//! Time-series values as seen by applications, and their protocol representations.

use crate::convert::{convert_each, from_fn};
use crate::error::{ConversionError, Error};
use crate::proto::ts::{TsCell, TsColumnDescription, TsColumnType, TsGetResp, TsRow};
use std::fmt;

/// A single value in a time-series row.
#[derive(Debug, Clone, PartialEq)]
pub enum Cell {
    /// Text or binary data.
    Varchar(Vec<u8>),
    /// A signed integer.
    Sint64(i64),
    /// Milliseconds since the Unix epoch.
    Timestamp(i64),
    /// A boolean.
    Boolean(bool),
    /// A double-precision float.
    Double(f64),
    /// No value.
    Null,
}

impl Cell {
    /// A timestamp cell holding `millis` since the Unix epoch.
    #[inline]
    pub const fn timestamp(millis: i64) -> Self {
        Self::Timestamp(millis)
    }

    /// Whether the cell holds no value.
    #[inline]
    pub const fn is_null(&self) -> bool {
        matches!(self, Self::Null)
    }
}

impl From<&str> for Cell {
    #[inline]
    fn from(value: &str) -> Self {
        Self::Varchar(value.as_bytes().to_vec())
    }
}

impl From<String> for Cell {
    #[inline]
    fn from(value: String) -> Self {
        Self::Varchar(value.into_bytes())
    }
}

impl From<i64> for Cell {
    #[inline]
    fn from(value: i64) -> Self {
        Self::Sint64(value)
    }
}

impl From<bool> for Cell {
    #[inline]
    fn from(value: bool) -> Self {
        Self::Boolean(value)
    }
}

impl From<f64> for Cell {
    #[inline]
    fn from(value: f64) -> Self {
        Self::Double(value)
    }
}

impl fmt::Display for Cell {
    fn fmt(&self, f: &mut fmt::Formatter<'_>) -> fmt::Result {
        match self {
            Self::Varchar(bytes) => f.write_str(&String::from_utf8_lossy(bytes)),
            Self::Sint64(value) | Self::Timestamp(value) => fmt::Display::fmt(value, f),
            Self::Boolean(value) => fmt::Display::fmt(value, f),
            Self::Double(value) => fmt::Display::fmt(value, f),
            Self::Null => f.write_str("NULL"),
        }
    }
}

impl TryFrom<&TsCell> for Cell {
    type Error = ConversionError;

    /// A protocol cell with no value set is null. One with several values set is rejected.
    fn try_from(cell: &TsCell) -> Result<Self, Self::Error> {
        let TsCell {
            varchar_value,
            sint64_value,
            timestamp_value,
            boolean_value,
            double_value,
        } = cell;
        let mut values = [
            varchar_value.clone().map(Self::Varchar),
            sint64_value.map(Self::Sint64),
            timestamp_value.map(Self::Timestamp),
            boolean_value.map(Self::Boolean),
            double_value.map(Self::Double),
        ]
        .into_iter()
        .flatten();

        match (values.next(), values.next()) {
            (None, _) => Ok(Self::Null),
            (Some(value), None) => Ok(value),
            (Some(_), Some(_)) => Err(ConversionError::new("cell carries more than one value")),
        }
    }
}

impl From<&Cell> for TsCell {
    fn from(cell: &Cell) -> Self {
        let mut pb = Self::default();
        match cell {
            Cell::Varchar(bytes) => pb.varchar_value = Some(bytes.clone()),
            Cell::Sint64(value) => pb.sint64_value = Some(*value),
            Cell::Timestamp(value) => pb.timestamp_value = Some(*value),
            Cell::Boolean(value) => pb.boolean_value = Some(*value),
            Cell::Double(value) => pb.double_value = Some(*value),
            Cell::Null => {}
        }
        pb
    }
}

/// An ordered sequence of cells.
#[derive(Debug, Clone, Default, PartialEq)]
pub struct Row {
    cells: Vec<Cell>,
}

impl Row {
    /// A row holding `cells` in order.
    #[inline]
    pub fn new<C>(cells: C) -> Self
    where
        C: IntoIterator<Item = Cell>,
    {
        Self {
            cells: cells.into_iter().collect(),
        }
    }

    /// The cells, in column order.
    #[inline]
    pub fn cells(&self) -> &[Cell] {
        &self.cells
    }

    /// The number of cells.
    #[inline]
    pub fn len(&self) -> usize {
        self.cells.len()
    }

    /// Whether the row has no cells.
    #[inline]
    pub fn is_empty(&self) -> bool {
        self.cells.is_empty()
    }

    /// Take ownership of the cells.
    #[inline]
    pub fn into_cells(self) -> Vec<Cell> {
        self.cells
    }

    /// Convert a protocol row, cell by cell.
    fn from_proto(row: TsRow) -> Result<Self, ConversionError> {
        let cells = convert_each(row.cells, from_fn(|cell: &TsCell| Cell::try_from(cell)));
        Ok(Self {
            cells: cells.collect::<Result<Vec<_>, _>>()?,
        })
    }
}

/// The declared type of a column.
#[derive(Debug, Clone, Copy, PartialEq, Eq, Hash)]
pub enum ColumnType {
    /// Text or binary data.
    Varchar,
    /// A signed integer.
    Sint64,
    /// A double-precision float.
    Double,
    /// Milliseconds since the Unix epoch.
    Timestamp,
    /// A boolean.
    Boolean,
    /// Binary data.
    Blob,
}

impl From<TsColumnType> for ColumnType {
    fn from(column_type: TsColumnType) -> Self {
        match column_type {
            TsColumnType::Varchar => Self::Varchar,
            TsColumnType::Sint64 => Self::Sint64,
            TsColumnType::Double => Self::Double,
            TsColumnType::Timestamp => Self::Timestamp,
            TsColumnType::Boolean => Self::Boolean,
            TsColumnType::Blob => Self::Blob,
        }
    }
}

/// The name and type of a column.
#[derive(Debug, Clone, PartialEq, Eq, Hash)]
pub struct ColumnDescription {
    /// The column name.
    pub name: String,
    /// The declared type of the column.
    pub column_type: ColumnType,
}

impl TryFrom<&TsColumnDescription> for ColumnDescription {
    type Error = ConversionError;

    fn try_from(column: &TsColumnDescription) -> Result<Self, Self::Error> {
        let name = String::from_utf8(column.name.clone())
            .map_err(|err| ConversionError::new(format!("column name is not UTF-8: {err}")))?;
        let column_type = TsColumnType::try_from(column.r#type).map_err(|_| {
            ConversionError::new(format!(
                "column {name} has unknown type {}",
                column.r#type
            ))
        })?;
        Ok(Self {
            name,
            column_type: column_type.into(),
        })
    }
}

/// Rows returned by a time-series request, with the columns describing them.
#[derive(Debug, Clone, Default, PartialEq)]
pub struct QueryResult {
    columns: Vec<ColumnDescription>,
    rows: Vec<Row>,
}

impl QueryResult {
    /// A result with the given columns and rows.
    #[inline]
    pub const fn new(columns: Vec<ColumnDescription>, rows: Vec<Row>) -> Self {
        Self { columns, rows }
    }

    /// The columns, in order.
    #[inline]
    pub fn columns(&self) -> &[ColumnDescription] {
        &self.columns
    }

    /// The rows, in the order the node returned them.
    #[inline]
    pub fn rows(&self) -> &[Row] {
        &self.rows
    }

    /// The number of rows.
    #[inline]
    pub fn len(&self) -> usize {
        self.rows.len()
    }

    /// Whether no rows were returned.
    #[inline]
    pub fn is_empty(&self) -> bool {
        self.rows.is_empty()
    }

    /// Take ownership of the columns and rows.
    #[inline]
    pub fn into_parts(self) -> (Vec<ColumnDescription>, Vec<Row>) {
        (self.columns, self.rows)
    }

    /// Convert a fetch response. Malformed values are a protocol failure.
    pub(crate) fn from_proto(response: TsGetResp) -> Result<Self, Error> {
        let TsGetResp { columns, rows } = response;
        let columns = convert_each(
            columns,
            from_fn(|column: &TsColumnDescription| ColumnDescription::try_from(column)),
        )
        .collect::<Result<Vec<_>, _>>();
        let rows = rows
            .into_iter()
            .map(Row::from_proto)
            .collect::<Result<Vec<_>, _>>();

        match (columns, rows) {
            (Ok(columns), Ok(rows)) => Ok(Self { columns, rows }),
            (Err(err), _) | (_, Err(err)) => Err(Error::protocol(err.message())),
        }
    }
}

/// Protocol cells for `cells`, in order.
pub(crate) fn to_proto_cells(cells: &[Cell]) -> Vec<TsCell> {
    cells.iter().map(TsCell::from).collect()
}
──────────
• [Task to complete] In the records above, locate every line with the string "ownership" and copy it.

• [Written response]
    /// Take ownership of the cells.
    /// Take ownership of the columns and rows.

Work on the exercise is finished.